Researchers from Tel Aviv University (TAU) have recorded high-pitched airborne noises emitted by water-stressed plants. The noises could be interpreted as an indication that plants cry out for help (please water me!), much like a distressed animal would.
In their study, the researchers suggest that whenever a plant is cut, suffers from an infection, or is under stress from water deprivation, it repeatedly emits a click sound. Humans are not able to hear these clicks because their frequency is above the audible range (40 to 80 KHz, whereas humans can hear sounds only up to 20 KHz).
However, bats, insects, mice, and some other animals can detect a plant’s audio clicks from a distance of up to three to five meters. Researchers have yet to study how these sounds affect them, though.
“If plants emit airborne sounds, these sounds can potentially trigger a rapid response in nearby organisms, including both animals and plants. Organisms that are capable of hearing these sounds could use them for their own benefit,” the researchers note.
Is there a way for us to hear a plant’s ‘scream’?
Researchers recorded the clicks produced by stressed plants in an acoustic chamber and in a greenhouse setting with the help of ultrasonic microphones. The study authors recorded sounds emitted by wheat, corn, cactus, tomato, and tobacco plants under different conditions — both when they were stressed and healthy.
In addition, they also used some machine learning models to identify the different physiological states of the plants from the sounds they emitted.

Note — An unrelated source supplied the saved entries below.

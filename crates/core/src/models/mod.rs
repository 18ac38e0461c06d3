//! Card reference records shared by the catalog, cost rules and squads.

use std::{fmt, str::FromStr};

use serde::{Deserialize, Serialize};

/// Playable factions, keyed by their XWS identifiers.
#[derive(Debug, Clone, Copy, PartialEq, Eq, Hash, PartialOrd, Ord, Serialize, Deserialize)]
#[serde(rename_all = "lowercase")]
pub enum Faction {
    /// Rebel Alliance.
    RebelAlliance,
    /// Galactic Empire.
    GalacticEmpire,
    /// Scum and Villainy.
    ScumAndVillainy,
    /// Resistance.
    Resistance,
    /// First Order.
    FirstOrder,
    /// Galactic Republic.
    GalacticRepublic,
    /// Separatist Alliance.
    SeparatistAlliance,
}

impl Faction {
    /// Every faction in display order.
    pub const ALL: [Faction; 7] = [
        Faction::RebelAlliance,
        Faction::GalacticEmpire,
        Faction::ScumAndVillainy,
        Faction::Resistance,
        Faction::FirstOrder,
        Faction::GalacticRepublic,
        Faction::SeparatistAlliance,
    ];

    /// XWS identifier used in catalog and squad documents.
    pub fn xws(&self) -> &'static str {
        match self {
            Faction::RebelAlliance => "rebelalliance",
            Faction::GalacticEmpire => "galacticempire",
            Faction::ScumAndVillainy => "scumandvillainy",
            Faction::Resistance => "resistance",
            Faction::FirstOrder => "firstorder",
            Faction::GalacticRepublic => "galacticrepublic",
            Faction::SeparatistAlliance => "separatistalliance",
        }
    }

    /// Human readable faction name.
    pub fn name(&self) -> &'static str {
        match self {
            Faction::RebelAlliance => "Rebel Alliance",
            Faction::GalacticEmpire => "Galactic Empire",
            Faction::ScumAndVillainy => "Scum and Villainy",
            Faction::Resistance => "Resistance",
            Faction::FirstOrder => "First Order",
            Faction::GalacticRepublic => "Galactic Republic",
            Faction::SeparatistAlliance => "Separatist Alliance",
        }
    }
}

impl fmt::Display for Faction {
    fn fmt(&self, f: &mut fmt::Formatter<'_>) -> fmt::Result {
        f.pad(self.name())
    }
}

impl FromStr for Faction {
    type Err = String;

    fn from_str(input: &str) -> Result<Self, Self::Err> {
        let needle = crate::catalog::canonical_id(input);
        Faction::ALL
            .into_iter()
            .find(|faction| faction.xws() == needle)
            .ok_or_else(|| format!("unknown faction '{input}'"))
    }
}

/// Upgrade slot kinds printed on ship and pilot cards.
#[derive(Debug, Clone, Copy, PartialEq, Eq, Hash, PartialOrd, Ord, Serialize, Deserialize)]
#[serde(rename_all = "lowercase")]
#[allow(missing_docs)]
pub enum SlotKind {
    Astromech,
    Cannon,
    Cargo,
    Command,
    Configuration,
    Crew,
    Device,
    Force,
    Gunner,
    Hardpoint,
    Illicit,
    Missile,
    Modification,
    Sensor,
    TacticalRelay,
    Talent,
    Team,
    Tech,
    Title,
    Torpedo,
    Turret,
}

impl SlotKind {
    /// Every slot kind, in declaration order.
    pub const ALL: [SlotKind; 21] = [
        SlotKind::Astromech,
        SlotKind::Cannon,
        SlotKind::Cargo,
        SlotKind::Command,
        SlotKind::Configuration,
        SlotKind::Crew,
        SlotKind::Device,
        SlotKind::Force,
        SlotKind::Gunner,
        SlotKind::Hardpoint,
        SlotKind::Illicit,
        SlotKind::Missile,
        SlotKind::Modification,
        SlotKind::Sensor,
        SlotKind::TacticalRelay,
        SlotKind::Talent,
        SlotKind::Team,
        SlotKind::Tech,
        SlotKind::Title,
        SlotKind::Torpedo,
        SlotKind::Turret,
    ];
}

impl FromStr for SlotKind {
    type Err = String;

    /// Accepts the data file name (`"tacticalrelay"`) or the printed label
    /// (`"Force Power"`), ignoring case and punctuation.
    fn from_str(input: &str) -> Result<Self, Self::Err> {
        let needle = crate::catalog::canonical_id(input);
        SlotKind::ALL
            .into_iter()
            .find(|kind| {
                crate::catalog::canonical_id(&format!("{kind:?}")) == needle
                    || crate::catalog::canonical_id(&kind.to_string()) == needle
            })
            .ok_or_else(|| format!("unknown slot '{input}'"))
    }
}

impl fmt::Display for SlotKind {
    fn fmt(&self, f: &mut fmt::Formatter<'_>) -> fmt::Result {
        let label = match self {
            SlotKind::Astromech => "Astromech",
            SlotKind::Cannon => "Cannon",
            SlotKind::Cargo => "Cargo",
            SlotKind::Command => "Command",
            SlotKind::Configuration => "Configuration",
            SlotKind::Crew => "Crew",
            SlotKind::Device => "Device",
            SlotKind::Force => "Force Power",
            SlotKind::Gunner => "Gunner",
            SlotKind::Hardpoint => "Hardpoint",
            SlotKind::Illicit => "Illicit",
            SlotKind::Missile => "Missile",
            SlotKind::Modification => "Modification",
            SlotKind::Sensor => "Sensor",
            SlotKind::TacticalRelay => "Tactical Relay",
            SlotKind::Talent => "Talent",
            SlotKind::Team => "Team",
            SlotKind::Tech => "Tech",
            SlotKind::Title => "Title",
            SlotKind::Torpedo => "Torpedo",
            SlotKind::Turret => "Turret",
        };
        f.pad(label)
    }
}

/// Base size of a ship.
#[derive(Debug, Clone, Copy, PartialEq, Eq, Hash, Serialize, Deserialize)]
#[serde(rename_all = "lowercase")]
#[allow(missing_docs)]
pub enum ShipSize {
    Small,
    Medium,
    Large,
    Huge,
}

/// Card orientation; only meaningful to frontends laying out card images.
#[derive(Debug, Clone, Copy, PartialEq, Eq, Default, Serialize, Deserialize)]
#[serde(rename_all = "lowercase")]
#[allow(missing_docs)]
pub enum Orientation {
    #[default]
    Portrait,
    Landscape,
}

/// Printed chassis values.
#[derive(Debug, Clone, Copy, PartialEq, Eq, Default, Serialize, Deserialize)]
#[allow(missing_docs)]
pub struct ShipStats {
    #[serde(default)]
    pub attack: i32,
    #[serde(default)]
    pub agility: i32,
    #[serde(default)]
    pub hull: i32,
    #[serde(default)]
    pub shields: i32,
}

/// Adjustment a pilot or upgrade makes to the slots available on a ship.
#[derive(Debug, Clone, Copy, PartialEq, Eq, Serialize, Deserialize)]
#[serde(tag = "op", content = "slot", rename_all = "lowercase")]
pub enum SlotModifier {
    /// Adds a slot of the given kind.
    Add(SlotKind),
    /// Removes an open slot of the given kind.
    Remove(SlotKind),
}

/// Ship chassis as flown by one faction.
#[derive(Debug, Clone, PartialEq, Serialize, Deserialize)]
pub struct Ship {
    /// XWS identifier.
    pub id: String,
    /// Display name.
    pub name: String,
    /// Faction this chassis entry belongs to.
    pub faction: Faction,
    /// Base size.
    pub size: ShipSize,
    /// Card orientation for display.
    #[serde(default)]
    pub orientation: Orientation,
    /// Printed chassis values.
    #[serde(default)]
    pub stats: ShipStats,
    /// Upgrade bar in printed order.
    #[serde(default)]
    pub slots: Vec<SlotKind>,
}

/// Pilot card bound to one ship.
#[derive(Debug, Clone, PartialEq, Serialize, Deserialize)]
pub struct Pilot {
    /// XWS identifier.
    pub id: String,
    /// Display name.
    pub name: String,
    /// Identifier of the ship this pilot flies.
    pub ship: String,
    /// Faction of the pilot.
    pub faction: Faction,
    /// Pilot initiative.
    #[serde(default)]
    pub initiative: i32,
    /// Base point cost.
    pub cost: i32,
    /// Copies allowed per squad; `0` means unlimited.
    #[serde(default)]
    pub limited: u8,
    /// Whether the pilot is legal in hyperspace-only squads.
    #[serde(default)]
    pub hyperspace: bool,
    /// Slots the pilot adds to or removes from the ship's bar.
    #[serde(default)]
    pub slot_modifiers: Vec<SlotModifier>,
}

/// Chassis value a variable cost can key on.
#[derive(Debug, Clone, Copy, PartialEq, Eq, Serialize, Deserialize)]
#[serde(rename_all = "lowercase")]
#[allow(missing_docs)]
pub enum Stat {
    Attack,
    Agility,
    Hull,
    Shields,
    Initiative,
}

/// What a per-equipped cost rule counts.
#[derive(Debug, Clone, PartialEq, Eq, Serialize, Deserialize)]
#[serde(rename_all = "lowercase")]
pub enum UpgradeTarget {
    /// Copies of the named upgrade.
    Upgrade(String),
    /// Upgrades occupying the given slot kind.
    Slot(SlotKind),
}

/// Rule used by upgrades whose cost depends on the host member.
#[derive(Debug, Clone, PartialEq, Eq, Serialize, Deserialize)]
#[serde(tag = "rule", rename_all = "snake_case")]
#[allow(missing_docs)]
pub enum CostRule {
    /// Cost chosen by the ship's base size; huge ships fall back to the large value.
    BySize {
        small: i32,
        medium: i32,
        large: i32,
        #[serde(default, skip_serializing_if = "Option::is_none")]
        huge: Option<i32>,
    },
    /// Cost indexed by a stat value, clamped to the last entry.
    ByStat { stat: Stat, values: Vec<i32> },
    /// `base + per * n` where `n` counts the other equipped upgrades matching `target`.
    PerEquipped {
        target: UpgradeTarget,
        #[serde(default)]
        base: i32,
        per: i32,
    },
}

/// Printed or computed upgrade cost.
#[derive(Debug, Clone, PartialEq, Eq, Serialize, Deserialize)]
#[serde(untagged)]
pub enum UpgradeCost {
    /// Fixed value.
    Flat(i32),
    /// Value computed from the host member.
    Variable(CostRule),
}

/// Upgrade card.
#[derive(Debug, Clone, PartialEq, Serialize, Deserialize)]
pub struct Upgrade {
    /// XWS identifier.
    pub id: String,
    /// Display name.
    pub name: String,
    /// Slot kind the upgrade occupies.
    pub slot: SlotKind,
    /// Point cost.
    pub cost: UpgradeCost,
    /// Only one copy may be equipped on a single member.
    #[serde(default)]
    pub unique_per_ship: bool,
    /// Copies allowed per squad; `0` means unlimited.
    #[serde(default)]
    pub limited: u8,
    /// Whether the upgrade is legal in hyperspace-only squads.
    #[serde(default)]
    pub hyperspace: bool,
    /// Faction restriction, if any.
    #[serde(default, skip_serializing_if = "Option::is_none")]
    pub faction: Option<Faction>,
    /// Slots granted or consumed once equipped.
    #[serde(default)]
    pub slot_modifiers: Vec<SlotModifier>,
}

impl Upgrade {
    /// Printed cost for flat-cost upgrades.
    pub fn flat_cost(&self) -> Option<i32> {
        match self.cost {
            UpgradeCost::Flat(value) => Some(value),
            UpgradeCost::Variable(_) => None,
        }
    }
}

“By training machine learning models, we were able to distinguish between drought-stressed, cut, and control plants, based only on the sounds they emit,” the researchers said.
They noticed that when plants were healthy, they clicked rarely (~ once an hour) but in stressful conditions, they clicked multiple times an hour. Moreover, the researchers also discovered that different plants made different types of clicks under different conditions.
“We can separate between sounds emitted by tomato and tobacco, between tomato and cacti, and also between cut tomato and dry tomato a little bit dry tomato and very dry tomato,” Lilach Hadany, one of the study authors and a professor at TAU, told Insider.
This kind of acoustic technique could be beneficial to farmers as it could help them identify stressed plants in their fields, and then take action accordingly.
However, the researchers are still not sure how exactly plants make the click sounds. They suggest that the clicks are possibly a result of the popping of air bubbles in the plant’s vascular tissues that transport water and minerals.
“Plants exposed to drought stress have been shown to experience cavitation – a process where air bubbles form, expand, and collapse in the xylem, causing vibrations,” the researchers note.
However, further research is required to confirm this theory.
Plants can’t have emotions — or can they?
When animals feel stress or pain, they whine and mewl. But when it comes to plants, whether or not they feel pain and stress is itself a subject of debate. Most biologists will tell you that it’s impossible for plants to feel pain because they lack pain receptors or a nervous system, while others argue that they respond to pain stimuli in their own way.
The current study suggests that plants make certain sounds when they’re water-deprived, but Professor Hadany and her team cannot say with certainty that this means plants can ‘feel’ stress.
“We cannot say the plant feels stress and therefore makes sounds. It might be that the sounds are made completely passively, like a physical process,” Hadany told Insider.
The study is published in the journal Cell.